Editor’s note: Mark Ivey, former manager of ARM’s North Slope of Alaska (NSA) atmospheric observatory and senior engineer at Sandia National Laboratories in New Mexico, provided the following post.
Rob Leland, director of the Sandia Climate Change Security Center, and I hosted DOE Office of Science Director Dr. Asmeret Asefaw Berhe and several of her staff members at the NSA in Utqiaġvik (formerly Barrow), Alaska. They were joined by DOE Arctic Energy Office Director Dr. Erin Whitney and staff from her office, Dr.
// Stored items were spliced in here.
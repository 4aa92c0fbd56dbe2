use super::types::{STREAM_ID_AUDIO, STREAM_ID_VIDEO};
use crate::av::{AudioFrame, CodecId, VideoFrame, VideoParams};
use crate::codec::aac::AudioSpecificConfig;
use crate::codec::{h264, h265};
use crate::error::{HlsError, Result};
use bytes::{BufMut, BytesMut};

/// 4-byte start code prefixed to parameter sets on keyframes
const START_CODE_4: [u8; 4] = [0x00, 0x00, 0x00, 0x01];
/// 3-byte start code prefixed to each access-unit NAL unit
const START_CODE_3: [u8; 3] = [0x00, 0x00, 0x01];

/// A PES packet header: start code, stream id, length, flags, PTS/DTS
#[derive(Debug, Clone)]
pub struct PesHeader {
    /// Stream ID: 0xe0 for video, 0xc0 for audio
    pub stream_id: u8,
    /// PES packet length field; 0 means unbounded (video only)
    pub packet_length: u16,
    /// PTS/DTS flags byte: 0x80 = PTS only, 0xc0 = PTS and DTS
    pub pts_dts_flags: u8,
    /// Length of the optional header data that follows
    pub header_data_length: u8,
    /// Presentation timestamp, 90 kHz
    pub pts: Option<u64>,
    /// Decoding timestamp, 90 kHz
    pub dts: Option<u64>,
}

impl PesHeader {
    /// Serializes the header per ITU-T H.222.0
    pub fn write_to(&self, buf: &mut BytesMut) {
        // Packet start code prefix 0x000001
        buf.put_u8(0x00);
        buf.put_u8(0x00);
        buf.put_u8(0x01);
        buf.put_u8(self.stream_id);
        buf.put_u16(self.packet_length);
        // '10' marker, no scrambling, no priority/alignment/copyright flags
        buf.put_u8(0x80);
        buf.put_u8(self.pts_dts_flags);
        buf.put_u8(self.header_data_length);

        if let Some(pts) = self.pts {
            let marker = if self.dts.is_some() { 0x30 } else { 0x20 };
            write_timestamp(buf, marker, pts);
        }
        if let Some(dts) = self.dts {
            write_timestamp(buf, 0x10, dts);
        }
    }
}

/// A complete PES packet ready for TS packetization
#[derive(Debug)]
pub struct PesPacket {
    /// Packet header
    pub header: PesHeader,
    /// Elementary stream payload
    pub payload: Vec<u8>,
}

impl PesPacket {
    /// Serializes header followed by payload
    pub fn write_to(&self, buf: &mut BytesMut) {
        self.header.write_to(buf);
        buf.extend_from_slice(&self.payload);
    }

    /// Total serialized size in bytes
    pub fn len(&self) -> usize {
        9 + (if self.header.pts.is_some() { 5 } else { 0 })
            + (if self.header.dts.is_some() { 5 } else { 0 })
            + self.payload.len()
    }

    /// True when the packet has no payload
    pub fn is_empty(&self) -> bool {
        self.payload.is_empty()
    }
}

/// Builds the PES packet for one video access unit.
///
/// The payload is the access unit delimiter, then on keyframes each
/// parameter set (VPS for H.265, SPS, PPS) behind a 4-byte start code, then
/// every NAL unit of the frame behind a 3-byte start code. Missing parameter
/// sets on a keyframe are tolerated with a warning; the keyframe prefix is
/// best-effort.
pub fn encode_video_pes(frame: &VideoFrame, params: &VideoParams) -> Result<PesPacket> {
    if frame.nalus.is_empty() {
        return Err(HlsError::BadVideoConfig("video frame has no NAL units".into()));
    }

    let mut data = Vec::new();
    match params.codec {
        CodecId::H264 => data.extend_from_slice(&h264::AUD),
        CodecId::H265 => data.extend_from_slice(&h265::AUD),
        CodecId::Aac => {
            return Err(HlsError::BadVideoConfig("audio codec on a video track".into()))
        }
    }

    if frame.keyframe {
        if params.codec == CodecId::H265 {
            match &params.vps {
                Some(vps) => {
                    data.extend_from_slice(&START_CODE_4);
                    data.extend_from_slice(vps);
                }
                None => log::warn!("keyframe without VPS, emitting segment anyway"),
            }
        }
        if params.sps.is_empty() || params.pps.is_empty() {
            log::warn!("keyframe without SPS/PPS, emitting segment anyway");
        }
        if !params.sps.is_empty() {
            data.extend_from_slice(&START_CODE_4);
            data.extend_from_slice(&params.sps);
        }
        if !params.pps.is_empty() {
            data.extend_from_slice(&START_CODE_4);
            data.extend_from_slice(&params.pps);
        }
    }

    for nalu in &frame.nalus {
        data.extend_from_slice(&START_CODE_3);
        data.extend_from_slice(nalu);
    }

    // Optional header: flags(2) + length(1) + PTS(5) + DTS(5); the length
    // field caps at 0xffff, beyond which video PES goes unbounded
    let pkt_length = data.len() + 10 + 3;
    let pkt_length = if pkt_length > 0xffff { 0 } else { pkt_length as u16 };

    Ok(PesPacket {
        header: PesHeader {
            stream_id: STREAM_ID_VIDEO,
            packet_length: pkt_length,
            pts_dts_flags: 0xc0,
            header_data_length: 10,
            pts: Some(frame.pts),
            dts: Some(frame.dts),
        },
        payload: data,
    })
}

/// Builds the PES packet for one AAC frame: ADTS header plus raw payload.
///
/// Audio PES packets must stay bounded; a frame that would overflow the
/// 16-bit length field is an error.
pub fn encode_audio_pes(frame: &AudioFrame, asc: &AudioSpecificConfig) -> Result<PesPacket> {
    let adts = asc.adts_header(frame.data.len())?;

    let mut data = Vec::with_capacity(adts.len() + frame.data.len());
    data.extend_from_slice(&adts);
    data.extend_from_slice(&frame.data);

    let pkt_length = data.len() + 8;
    if pkt_length > 0xffff {
        return Err(HlsError::BadAudioConfig(format!(
            "audio PES of {} bytes exceeds the length field",
            pkt_length
        )));
    }

    Ok(PesPacket {
        header: PesHeader {
            stream_id: STREAM_ID_AUDIO,
            packet_length: pkt_length as u16,
            pts_dts_flags: 0x80,
            header_data_length: 5,
            pts: Some(frame.pts),
            dts: None,
        },
        payload: data,
    })
}

// 33-bit timestamp over five bytes with marker bits
fn write_timestamp(buf: &mut BytesMut, marker: u8, ts: u64) {
    let ts = ts & 0x1_ffff_ffff;
    buf.put_u8(marker | ((ts >> 29) & 0x0e) as u8 | 0x01);
    buf.put_u16((((ts >> 14) & 0xfffe) | 0x01) as u16);
    buf.put_u16((((ts << 1) & 0xfffe) | 0x01) as u16);
}

#[cfg(test)]
mod tests {
    use super::*;
    use bytes::Bytes;

    fn test_params() -> VideoParams {
        VideoParams {
            codec: CodecId::H264,
            width: 1280,
            height: 720,
            sps: Bytes::from_static(&[0x67, 0x64, 0x00, 0x1f]),
            pps: Bytes::from_static(&[0x68, 0xee, 0x3c, 0x80]),
            vps: None,
        }
    }

    #[test]
    fn test_video_pes_keyframe_layout() {
        let frame = VideoFrame::from_millis(0, vec![Bytes::from_static(&[0x65, 0x88, 0x84])], true);
        let params = test_params();
        let pes = encode_video_pes(&frame, &params).unwrap();

        // AUD first
        assert_eq!(&pes.payload[..6], &h264::AUD);
        // SPS with 4-byte start code
        assert_eq!(&pes.payload[6..10], &START_CODE_4);
        assert_eq!(pes.payload[10], 0x67);
        // PPS follows the SPS
        let pps_at = 10 + params.sps.len();
        assert_eq!(&pes.payload[pps_at..pps_at + 4], &START_CODE_4);
        assert_eq!(pes.payload[pps_at + 4], 0x68);
        // Slice NALU behind a 3-byte start code
        let slice_at = pps_at + 4 + params.pps.len();
        assert_eq!(&pes.payload[slice_at..slice_at + 3], &START_CODE_3);
        assert_eq!(pes.payload[slice_at + 3], 0x65);

        assert_eq!(pes.header.pts_dts_flags, 0xc0);
        assert_eq!(pes.header.header_data_length, 10);
        assert_eq!(pes.header.packet_length as usize, pes.payload.len() + 13);
    }

    #[test]
    fn test_video_pes_non_keyframe_has_no_parameter_sets() {
        let frame = VideoFrame::from_millis(33, vec![Bytes::from_static(&[0x41, 0x9a])], false);
        let pes = encode_video_pes(&frame, &test_params()).unwrap();
        assert_eq!(&pes.payload[..6], &h264::AUD);
        assert_eq!(&pes.payload[6..9], &START_CODE_3);
        assert_eq!(pes.payload[9], 0x41);
    }

    #[test]
    fn test_video_pes_oversized_goes_unbounded() {
        let big = vec![0x41u8; 0x1_0000];
        let frame = VideoFrame::from_millis(0, vec![Bytes::from(big)], false);
        let pes = encode_video_pes(&frame, &test_params()).unwrap();
        assert_eq!(pes.header.packet_length, 0);
    }

    #[test]
    fn test_video_pes_h265_vps_prefix() {
        let mut params = test_params();
        params.codec = CodecId::H265;
        params.vps = Some(Bytes::from_static(&[0x40, 0x01]));
        params.sps = Bytes::from_static(&[0x42, 0x01]);
        params.pps = Bytes::from_static(&[0x44, 0x01]);

        let frame = VideoFrame::from_millis(0, vec![Bytes::from_static(&[0x26, 0x01])], true);
        let pes = encode_video_pes(&frame, &params).unwrap();
        assert_eq!(&pes.payload[..7], &h265::AUD);
        // VPS comes before SPS and PPS
        assert_eq!(&pes.payload[7..11], &START_CODE_4);
        assert_eq!(pes.payload[11], 0x40);
    }

    #[test]
    fn test_audio_pes_layout() {
        let frame = AudioFrame::from_millis(23, Bytes::from_static(&[0x21, 0x22, 0x23]));
        let asc = AudioSpecificConfig::default();
        let pes = encode_audio_pes(&frame, &asc).unwrap();

        // ADTS sync word leads the payload
        assert_eq!(pes.payload[0], 0xff);
        assert_eq!(pes.payload[1] & 0xf0, 0xf0);
        assert_eq!(pes.header.packet_length as usize, pes.payload.len() + 8);
        assert_eq!(pes.header.pts_dts_flags, 0x80);
        assert_eq!(pes.header.header_data_length, 5);
        assert!(pes.header.dts.is_none());

        // ADTS frame_length covers header + raw
        let frame_length =
            (((pes.payload[3] & 0x03) as usize) << 11) | ((pes.payload[4] as usize) << 3)
                | ((pes.payload[5] as usize) >> 5);
        assert_eq!(frame_length, pes.payload.len());
    }

    #[test]
    fn test_audio_pes_overflow_is_rejected() {
        let frame = AudioFrame::from_millis(0, Bytes::from(vec![0u8; 0x1_0000]));
        let asc = AudioSpecificConfig::default();
        assert!(matches!(
            encode_audio_pes(&frame, &asc),
            Err(HlsError::BadAudioConfig(_))
        ));
    }

    #[test]
    fn test_header_serialization() {
        let mut buf = BytesMut::new();
        let header = PesHeader {
            stream_id: STREAM_ID_VIDEO,
            packet_length: 100,
            pts_dts_flags: 0xc0,
            header_data_length: 10,
            pts: Some(90_000),
            dts: Some(90_000),
        };
        header.write_to(&mut buf);

        assert_eq!(&buf[0..3], &[0x00, 0x00, 0x01]);
        assert_eq!(buf[3], STREAM_ID_VIDEO);
        assert_eq!(u16::from_be_bytes([buf[4], buf[5]]), 100);
        assert_eq!(buf[6], 0x80);
        assert_eq!(buf[7], 0xc0);
        assert_eq!(buf[8], 10);
        // 9 fixed + 10 timestamp bytes
        assert_eq!(buf.len(), 19);
        // PTS marker for a PTS+DTS pair is '0011'
        assert_eq!(buf[9] & 0xf0, 0x30);
        assert_eq!(buf[14] & 0xf0, 0x10);
    }
}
Brian Benscoter from DOE’s Biological and Environmental Research (BER) program, and representatives from Los Alamos and Oak Ridge national labs. The group was in Utqiaġvik from September 19 to 21, 2023.
Jimmy and Josh Ivanoff, full-time observers at the NSA and residents of Utqiaġvik, provided tours of the NSA facilities. On September 20, Jimmy, Rob, and I provided a morning briefing about ARM at the ARM Duplex, where the NSA site office is located. We had planned a manual balloon launch but had to cancel it because of high winds. We toured ARM radar and lab facilities at the Barrow Arctic Research Center (BARC), talked with a group from the Iḷisaġvik tribal college, and visited the NSA E12 and former Next-Generation Ecosystem Experiments (NGEE) Arctic sites just off Cake Eater Road, just south of the NSA main site and NOAA’s Barrow Atmospheric Baseline Observatory.
Dr. Berhe and her team flew back to Anchorage on September 21 after visiting Utqiaġvik. She commented at the airport and in a follow-up email that she greatly enjoyed her visit to Utqiaġvik and her tours of the ARM and former NGEE locations.